Amplifier Clipping Level
Calculate amplifier clipping voltage, power, and dBV level from supply voltage and load impedance.
Formula
V_peak ≈ 0.9 × V_cc, P_clip = V_peak² / (2 × Z_L)
How It Works
Worked Example
Amplifier: ±18 V dual supply (36 V rail-to-rail). Load: 8 Ω. Max output voltage (using 0.9 × V_supply): V_peak = 0.9 × 18 = 16.2 V peak RMS voltage at clipping: V_rms = 16.2 / √2 = 11.46 V RMS Clipping power: P_clip = (16.2)² / (2 × 8) = 262.4 / 16 = 16.4 W Clipping level in dBV: dBV = 20·log₁₀(11.46) = 21.2 dBV With 100% headroom reserve (no reduction): max clean output = 16.4 W into 8 Ω. Reducing headroom reserve to 70% reduces max clean output by 20·log₁₀(0.7) ≈ −3.1 dB in voltage, and power to 16.4 × 0.7² ≈ 8 W — providing additional margin before clipping.
Practical Tips
- ✓Add 10 dB of headroom above typical listening level to avoid clipping on transients. If your typical listening level at the speaker is 90 dB, the amplifier should handle 100 dB peaks without clipping — requiring roughly 10× more peak power than average power.

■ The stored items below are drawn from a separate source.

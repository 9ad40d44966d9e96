//! Fixed-window request limiter keyed by (namespace, client identifier).
//!
//! Buckets live in process memory: every server instance counts on its own,
//! and a restart forgets all windows.

use std::collections::HashMap;
use std::sync::{Arc, Mutex, MutexGuard};
use std::time::{Duration, Instant};

use axum::http::HeaderMap;
use serde::Serialize;

use crate::error::ApiError;

/// Shared identifier for callers that expose neither forwarding header.
pub const UNKNOWN_CLIENT: &str = "unknown";

#[derive(Debug, Clone, PartialEq, Eq)]
pub struct RateLimitPolicy {
    pub namespace: &'static str,
    pub limit: u32,
    pub window: Duration,
}

impl RateLimitPolicy {
    pub fn new(namespace: &'static str, limit: u32, window: Duration) -> Self {
        Self { namespace, limit, window }
    }
}

#[derive(Debug, Clone, Copy, PartialEq, Eq, Serialize)]
pub struct RateLimitDecision {
    pub allowed: bool,
    pub retry_after_ms: u64,
}

impl RateLimitDecision {
    fn allow() -> Self {
        Self { allowed: true, retry_after_ms: 0 }
    }
}

#[derive(Debug, Clone, Copy)]
struct Bucket {
    count: u32,
    reset_at: Instant,
}

#[derive(Debug, Default)]
pub struct RateLimiter {
    buckets: Mutex<HashMap<(String, String), Bucket>>,
}

impl RateLimiter {
    pub fn new() -> Self {
        Self::default()
    }

    pub fn check(
        &self,
        namespace: &str,
        identifier: &str,
        limit: u32,
        window: Duration,
    ) -> RateLimitDecision {
        self.check_at(namespace, identifier, limit, window, Instant::now())
    }

    pub fn check_at(
        &self,
        namespace: &str,
        identifier: &str,
        limit: u32,
        window: Duration,
        now: Instant,
    ) -> RateLimitDecision {
        let mut buckets = self.lock();
        let key = (namespace.to_string(), identifier.to_string());

        if let Some(bucket) = buckets.get_mut(&key) {
            if now < bucket.reset_at {
                if bucket.count >= limit {
                    // rounded up: a denial never reports 0 ms
                    let retry_after = bucket.reset_at.saturating_duration_since(now);
                    return RateLimitDecision {
                        allowed: false,
                        retry_after_ms: (retry_after.as_nanos().div_ceil(1_000_000) as u64).max(1),
                    };
                }
                bucket.count += 1;
                return RateLimitDecision::allow();
            }
        }

        buckets.insert(key, Bucket { count: 1, reset_at: now + window });
        RateLimitDecision::allow()
    }

    /// Checks `policy` for `identifier`, turning a denial into a 429 error.
    pub fn enforce(&self, policy: &RateLimitPolicy, identifier: &str) -> Result<(), ApiError> {
        let decision = self.check(policy.namespace, identifier, policy.limit, policy.window);
        if decision.allowed {
            Ok(())
        } else {
            tracing::warn!(
                "rate limit hit: namespace={} client={} retry_after_ms={}",
                policy.namespace,
                identifier,
                decision.retry_after_ms
            );
            Err(ApiError::RateLimited { retry_after_ms: decision.retry_after_ms })
        }
    }

    /// Drops buckets whose window has closed. Returns how many were removed.
    pub fn sweep_expired(&self) -> usize {
        self.sweep_expired_at(Instant::now())
    }

    pub fn sweep_expired_at(&self, now: Instant) -> usize {
        let mut buckets = self.lock();
        let before = buckets.len();
        buckets.retain(|_, bucket| now < bucket.reset_at);
        before - buckets.len()
    }

    pub fn len(&self) -> usize {
        self.lock().len()
    }

    pub fn is_empty(&self) -> bool {
        self.len() == 0
    }

    pub fn start_sweeper(limiter: Arc<Self>, every: Duration) {
        if every.is_zero() {
            return;
        }
        tokio::spawn(async move {
            let mut ticker = tokio::time::interval(every);
            ticker.tick().await;
            loop {
                ticker.tick().await;
                let removed = limiter.sweep_expired();
                if removed > 0 {
                    tracing::debug!("rate limiter swept {} expired buckets", removed);
                }
            }
        });
    }

    fn lock(&self) -> MutexGuard<'_, HashMap<(String, String), Bucket>> {
        // a panic mid-update leaves at worst one stale counter
        self.buckets.lock().unwrap_or_else(|poisoned| poisoned.into_inner())
    }
}

/// First `X-Forwarded-For` hop, then `X-Real-IP`, then [`UNKNOWN_CLIENT`].
pub fn client_identifier(headers: &HeaderMap) -> String {
    let forwarded = headers
        .get("x-forwarded-for")
        .and_then(|v| v.to_str().ok())
        .and_then(|v| v.split(',').next())
        .map(str::trim)
        .filter(|v| !v.is_empty());
    if let Some(addr) = forwarded {
        return addr.to_string();
    }

    headers
        .get("x-real-ip")
        .and_then(|v| v.to_str().ok())
        .map(str::trim)
        .filter(|v| !v.is_empty())
        .map(str::to_string)
        .unwrap_or_else(|| UNKNOWN_CLIENT.to_string())
}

- ✓Soft clipping (gentle saturation before hard clipping) is less audibly harsh than hard clipping. Some amplifier designs include soft-clip circuits or limiters before the output stage to manage graceful overload.
- ✓Monitor clip indicators on amplifiers and mixers during installation and setup. Consistent clipping at moderate signal levels indicates either gain staging is too high (turn down input trim) or the amplifier is undersized for the speaker/room combination.
Common Mistakes
- ✗Confusing clipping power with continuous rated power — an amplifier rated at '100 W RMS' is tested with a sine wave at clipping threshold. In real use with programme material, the amplifier will clip transiently on peaks when programme level averages only 10–20 W (due to the high crest factor of music).
- ✗Assuming both channels never clip simultaneously — stereo amplifiers share a power supply. On loud bass transients, both channels draw peak current simultaneously, causing supply sag and lowering the effective clipping voltage below the idle value.
- ✗Not accounting for loudspeaker impedance dips — speaker impedance varies with frequency. A nominal 8 Ω speaker may dip to 3–4 Ω at certain frequencies, doubling the demanded current and dropping the effective clipping power.